◆ RECORDED INFORMATION:
——

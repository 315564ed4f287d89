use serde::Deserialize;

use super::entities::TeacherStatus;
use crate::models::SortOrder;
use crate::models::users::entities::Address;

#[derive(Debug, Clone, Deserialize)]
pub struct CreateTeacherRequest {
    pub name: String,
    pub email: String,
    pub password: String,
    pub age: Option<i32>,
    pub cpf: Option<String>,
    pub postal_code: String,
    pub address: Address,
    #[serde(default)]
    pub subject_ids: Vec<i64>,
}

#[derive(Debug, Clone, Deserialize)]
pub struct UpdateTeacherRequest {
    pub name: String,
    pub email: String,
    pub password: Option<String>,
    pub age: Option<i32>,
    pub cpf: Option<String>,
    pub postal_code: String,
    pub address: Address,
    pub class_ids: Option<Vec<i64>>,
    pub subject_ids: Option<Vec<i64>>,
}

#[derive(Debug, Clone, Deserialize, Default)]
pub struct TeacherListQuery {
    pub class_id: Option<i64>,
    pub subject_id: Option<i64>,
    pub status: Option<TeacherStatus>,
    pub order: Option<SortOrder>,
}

——

◆ TASK TO COMPLETE: Would you retype all of the lines shown above, exactly as given?

◆ TASK SOLUTION:
repository 315564ed4f287d89
use serde::Deserialize;

use super::entities::TeacherStatus;
use crate::models::SortOrder;
use crate::models::users::entities::Address;

#[derive(Debug, Clone, Deserialize)]
pub struct CreateTeacherRequest {
    pub name: String,
    pub email: String,
    pub password: String,
    pub age: Option<i32>,
    pub cpf: Option<String>,
    pub postal_code: String,
    pub address: Address,
    #[serde(default)]
    pub subject_ids: Vec<i64>,
}

#[derive(Debug, Clone, Deserialize)]
pub struct UpdateTeacherRequest {
    pub name: String,
    pub email: String,
    pub password: Option<String>,
    pub age: Option<i32>,
    pub cpf: Option<String>,
    pub postal_code: String,
    pub address: Address,
    pub class_ids: Option<Vec<i64>>,
    pub subject_ids: Option<Vec<i64>>,
}

#[derive(Debug, Clone, Deserialize, Default)]
pub struct TeacherListQuery {
    pub class_id: Option<i64>,
    pub subject_id: Option<i64>,
    pub status: Option<TeacherStatus>,
    pub order: Option<SortOrder>,
}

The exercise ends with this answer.